Mediation is a new option to resolve a quality of care complaint under Medicare.  This is at no direct cost to the beneficiary.  It is a dialogue between the beneficiary and his or her doctor or hospital, facilitated by an impartial third person (the mediator).  It is an opportunity for the beneficiary and his or her doctor or hospital to tell their story, respond to each other, and resolve the concerns about the way the beneficiary was treated. 

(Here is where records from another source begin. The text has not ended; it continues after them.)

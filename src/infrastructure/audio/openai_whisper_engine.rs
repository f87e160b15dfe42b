use std::path::PathBuf;
use std::time::Duration;

use async_trait::async_trait;
use reqwest::multipart;
use serde::Deserialize;

use super::StagedAudio;
use crate::application::ports::{TranscriptionEngine, TranscriptionError};
use crate::domain::{ConvertedAudio, Transcript};
use crate::infrastructure::observability::sanitize_for_log;

#[derive(Debug, Clone)]
pub struct WhisperOptions {
    pub model: String,
    pub language: String,
    pub download_timeout: Duration,
    pub request_timeout: Duration,
    /// Directory for staged audio; the OS temp dir when `None`.
    pub staging_dir: Option<PathBuf>,
}

pub struct OpenAiWhisperEngine {
    client: reqwest::Client,
    api_key: String,
    base_url: String,
    options: WhisperOptions,
}

#[derive(Deserialize)]
struct WhisperResponse {
    text: Option<String>,
}

impl OpenAiWhisperEngine {
    pub fn new(api_key: String, base_url: &str, options: WhisperOptions) -> Self {
        Self {
            client: reqwest::Client::new(),
            api_key,
            base_url: base_url.trim_end_matches('/').to_string(),
            options,
        }
    }

    async fn download(&self, audio_url: &str) -> Result<Vec<u8>, TranscriptionError> {
        let response = self
            .client
            .get(audio_url)
            .timeout(self.options.download_timeout)
            .send()
            .await
            .map_err(|e| TranscriptionError::DownloadFailed(format!("request: {}", e)))?;

        if response.status() != reqwest::StatusCode::OK {
            return Err(TranscriptionError::DownloadFailed(format!(
                "status {}",
                response.status()
            )));
        }

        let bytes = response
            .bytes()
            .await
            .map_err(|e| TranscriptionError::DownloadFailed(format!("body: {}", e)))?;

        tracing::debug!(bytes = bytes.len(), "Audio downloaded");

        Ok(bytes.to_vec())
    }

    async fn submit(&self, staged: &StagedAudio) -> Result<Transcript, TranscriptionError> {
        let url = format!("{}/audio/transcriptions", self.base_url);

        let audio_data = tokio::fs::read(staged.path())
            .await
            .map_err(|e| TranscriptionError::TranscriptionFailed(format!("read staged: {}", e)))?;

        let file_part = multipart::Part::bytes(audio_data)
            .file_name("audio.mp3")
            .mime_str("audio/mpeg")
            .map_err(|e| TranscriptionError::TranscriptionFailed(format!("mime: {}", e)))?;

        let form = multipart::Form::new()
            .text("model", self.options.model.clone())
            .text("language", self.options.language.clone())
            .text("response_format", "json")
            .part("file", file_part);

        tracing::debug!(
            model = %self.options.model,
            language = %self.options.language,
            "Sending audio to OpenAI Whisper API"
        );

        let response = self
            .client
            .post(&url)
            .bearer_auth(&self.api_key)
            .timeout(self.options.request_timeout)
            .multipart(form)
            .send()
            .await
            .map_err(|e| TranscriptionError::TranscriptionFailed(format!("request: {}", e)))?;

        if !response.status().is_success() {
            let status = response.status();
            let body = response
                .text()
                .await
                .unwrap_or_else(|_| "unknown error".to_string());
            tracing::warn!(%status, body = %sanitize_for_log(&body), "Whisper API error");
            return Err(TranscriptionError::TranscriptionFailed(format!(
                "status {}",
                status
            )));
        }

        let result: WhisperResponse = response.json().await.map_err(|e| {
            TranscriptionError::TranscriptionFailed(format!("parse response: {}", e))
        })?;

        let text = result
            .text
            .map(|t| t.trim().to_string())
            .filter(|t| !t.is_empty())
            .ok_or_else(|| {
                TranscriptionError::TranscriptionFailed("empty transcript".to_string())
            })?;

        tracing::info!(chars = text.len(), "OpenAI Whisper transcription completed");

        Ok(Transcript::new(text))
    }
}

#[async_trait]
impl TranscriptionEngine for OpenAiWhisperEngine {
    #[tracing::instrument(skip(self, audio), fields(audio_url = %audio.audio_url))]
    async fn transcribe(&self, audio: &ConvertedAudio) -> Result<Transcript, TranscriptionError> {
        let bytes = self.download(&audio.audio_url).await?;

        let staged = StagedAudio::stage(self.options.staging_dir.as_deref(), &bytes)
            .await
            .map_err(|e| TranscriptionError::TranscriptionFailed(format!("stage: {}", e)))?;

        let result = self.submit(&staged).await;

        if let Err(e) = staged.remove() {
            tracing::warn!(error = %e, "Failed to delete staged audio");
        }

        result
    }
}
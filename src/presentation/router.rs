use std::any::Any;

use axum::Router;
use axum::middleware;
use axum::response::{IntoResponse, Response};
use axum::routing::{get, post};
use tower_http::catch_panic::CatchPanicLayer;
use tower_http::cors::{Any as AnyOrigin, CorsLayer};
use tower_http::trace::{DefaultMakeSpan, DefaultOnResponse, TraceLayer};
use tracing::Level;

use crate::infrastructure::observability::request_id_middleware;
use crate::presentation::handlers::{
    ApiError, convert_handler, health_handler, service_info_handler,
};
use crate::presentation::state::AppState;

pub fn create_router(state: AppState) -> Router {
    let cors = CorsLayer::new()
        .allow_origin(AnyOrigin)
        .allow_methods(AnyOrigin)
        .allow_headers(AnyOrigin);

    let trace_layer = TraceLayer::new_for_http()
        .make_span_with(DefaultMakeSpan::new().level(Level::INFO))
        .on_response(DefaultOnResponse::new().level(Level::INFO));

    Router::new()
        .route("/", get(service_info_handler))
        .route("/api/health", get(health_handler))
        .route("/api/convert", post(convert_handler))
        .layer(CatchPanicLayer::custom(handle_panic))
        .layer(middleware::from_fn(request_id_middleware))
        .layer(trace_layer)
        .layer(cors)
        .with_state(state)
}

/// Uncategorized failures surface as a generic internal error; the panic
/// payload is only logged.
fn handle_panic(err: Box<dyn Any + Send + 'static>) -> Response {
    let detail = err
        .downcast_ref::<String>()
        .map(String::as_str)
        .or_else(|| err.downcast_ref::<&str>().copied())
        .unwrap_or("unknown panic payload");

    tracing::error!(panic = %detail, "Request handler panicked");

    ApiError::internal().into_response()
}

Not all complaints are appropriate for mediation.  A QIO physician reviewer determines if the case is suitable to be resolved by both parties.

 

Mediation Process

Mediation is a form of conflict resolution that brings two parties together in a process conducted by an impartial third party (the mediator).  Mediation is a process that often results in increased satisfaction to the participants.  It is not a binding arbitration.  Participation is voluntary.  By its very nature, mediation is a process in which the parties willingly decide to participate.  One or more of the parties may need to be persuaded, but it is the eventual consent of the parties that gives the mediator the authority to work with them; there is no other basis for that authority.

 

Qualification Guidelines

QIOs have two methods for resolving clinical quality of care beneficiary complaints.  The first is through the process of Medical Record Review and the second is through Mediation.

 

While mediation conceivably can be used to resolve any type of healthcare issue, mediation in the Medicare setting will initially deal with perceptions of clinical quality of care issues and communication.

 

If the beneficiary or their representative declines the offer of mediation, the case will revert to the traditional medical record review process.  Both methods of resolving beneficiary complaints will be offered free of charge.

 

Examples of Suitable Cases for Mediation

 

  • The beneficiary says they were given the wrong medicine, and the medical record shows the medicine was correct, but the instructions given were not clear or completely understood.
  • The beneficiary's representative states his or her parent was discharged before he or she was able to walk.  The medical record shows that the patient could walk with assistance, physical therapy in the home was ordered, but the family did not understand what arrangements had to be made to start the care at home.
  • The beneficiary states that the care received from an orthopedist for neck pain did not help her.  The medical record shows that the physician discussed a variety of available options for care.  However, the beneficiary did not make a choice and did not return for a follow-up visit.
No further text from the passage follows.